Let’s Drag Our Feet begins with a bluesy in-your-face rocker, “Come With Me, We’ll Win,” chock-full of confidence and competence and drum-accompanied “ba-ba-ba’s” and hand-claps that, for all the traditional indie-pop ingredients (easy chord progression, hand-claps, nonsense) only flaws in that it lasts just two minutes, almost a full half of that being devoted to chanting about how much we’re all gonna “win,” and how Boat can “drink the most beer.” If that weren’t enough a sign that Boat’s found their niche, they open the next track, the wonderfully-yet-stupidly titled love song, “(I’m A) Donkey For Your Love, with a Beatles reference. “They told me ‘bought the strawberry fields, living in a mixtape and picking all the fruit that it yields… I made you a copy just so you can see how I feel.”
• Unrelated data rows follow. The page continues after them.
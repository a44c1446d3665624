//! Config domain: unit tests for tuning parsing and validation.

use super::MovementTuning;
use super::loader::parse_tuning;
use super::validation::validate_tuning;

const SAMPLE: &str = r#"(
    max_speed: 280.0,
    jump_take_off_speed: 430.0,
    jump_modifier: 1.4,
    jump_deceleration: 0.45,
    accel: 2800.0,
    decel: 2400.0,
    gravity: 1700.0,
)"#;

#[test]
fn test_parse_well_formed_tuning() {
    let tuning = parse_tuning(SAMPLE, "movement.ron").expect("sample should parse");
    assert_eq!(tuning.max_speed, 280.0);
    assert_eq!(tuning.jump_take_off_speed, 430.0);
    assert_eq!(tuning.jump_modifier, 1.4);
    assert_eq!(tuning.jump_deceleration, 0.45);
    assert_eq!(tuning.gravity, 1700.0);
}

#[test]
fn test_parse_error_carries_file_name() {
    let err = parse_tuning("(max_speed: oops)", "movement.ron").unwrap_err();
    assert_eq!(err.file, "movement.ron");
    assert!(err.message.starts_with("Parse error"));
}

#[test]
fn test_defaults_validate_cleanly() {
    let errors = validate_tuning(&MovementTuning::default());
    assert!(errors.is_empty());
}

#[test]
fn test_zero_max_speed_is_rejected() {
    let tuning = MovementTuning {
        max_speed: 0.0,
        ..Default::default()
    };
    let errors = validate_tuning(&tuning);
    assert_eq!(errors.len(), 1);
    assert_eq!(errors[0].field, "max_speed");
}

#[test]
fn test_negative_take_off_speed_is_rejected() {
    let tuning = MovementTuning {
        jump_take_off_speed: -7.0,
        ..Default::default()
    };
    let errors = validate_tuning(&tuning);
    assert_eq!(errors.len(), 1);
    assert_eq!(errors[0].field, "jump_take_off_speed");
}

#[test]
fn test_all_bad_fields_are_reported() {
    let tuning = MovementTuning {
        max_speed: -1.0,
        jump_take_off_speed: 0.0,
        ..Default::default()
    };
    assert_eq!(validate_tuning(&tuning).len(), 2);
}
//! Tracing subscriber setup for the CLI.

use tracing_subscriber::{layer::SubscriberExt, util::SubscriberInitExt, EnvFilter};

/// Installs the CLI subscriber. Logs go to stderr so stdout carries only the report.
pub fn init_cli_logger(verbose: bool) {
    let filter = if verbose {
        EnvFilter::try_from_default_env()
            .unwrap_or_else(|_| EnvFilter::new("vet_schedule=debug,info"))
    } else {
        EnvFilter::try_from_default_env().unwrap_or_else(|_| EnvFilter::new("vet_schedule=info"))
    };

    tracing_subscriber::registry()
        .with(filter)
        .with(
            tracing_subscriber::fmt::layer()
                .with_writer(std::io::stderr)
                .with_target(false)
                .with_thread_ids(false)
                .with_file(false)
                .with_line_number(false)
                .compact(),
        )
        .init();
}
Somehow, though, it all seems profound. When Tullycraft said, almost a decade ago, “You’re as pretty as a pink lemonade,” it was oddly touching, the type of thing you could never tell a loved one face-to-face — but in a mixtape? Fair game. Boat’s harnessed that feeling. Not just with this song, but indeed with the bulk of a record that cruises through 14 tracks in under 39 minutes (take that, Weezer) and gives the indie-twee-pop set another valentine: “I’m a donkey for your love, I’ll carry you on my back.”

In the outro to “Illustrate the History,” Boat lays out, in loving call and response, their goals: “When I grow up, I want to be an old-fashioned music man… to tour Europe and Japan… to be in a successful band.” They’re “gonna change the course of history, gonna begin the end of history” singer D. Crane croons on “Whistle Test,” making good on the preceding lo-fi transition, and promisings that, “If we leave our coats on the coat rack, you can count on us, we’re coming back.” We can only hope that extends to another record.

Let’s Drag Our Feet doesn’t break any rules. And Boat’s not a band to pretend that they’re trying be Radiohead. What Let’s Drag Our Feet does do, however, is manage to make you forget the rules, and just want to linger (dragging your feet, perhaps?) in this world of absurd with and humor, where donkeys are metaphors for love and love is threatened only “The Ferocious Sounds Of Lobsters And Snakes” (the stand-out ballad on the record). Nevermind that hand-claps have been getting old for awhile. Never mind that they harmonize with “la-la-la” and “ooooooo” in the back of just about every chorus and bridge, so much that it’s easy to want to not like the record. Nevermind that “Whistle Test” actually employs a whistle blow to signal the begin of what can only be described as the “rocking out.” Nevermind all those things that Joanna Newsom devotees (myself included) might try not to like. It’s impossible not to love a record like this. These songs, for all their simplicity and absurdity, are fucking brilliant. Anyone who says otherwise thinks they’re way too cool for school.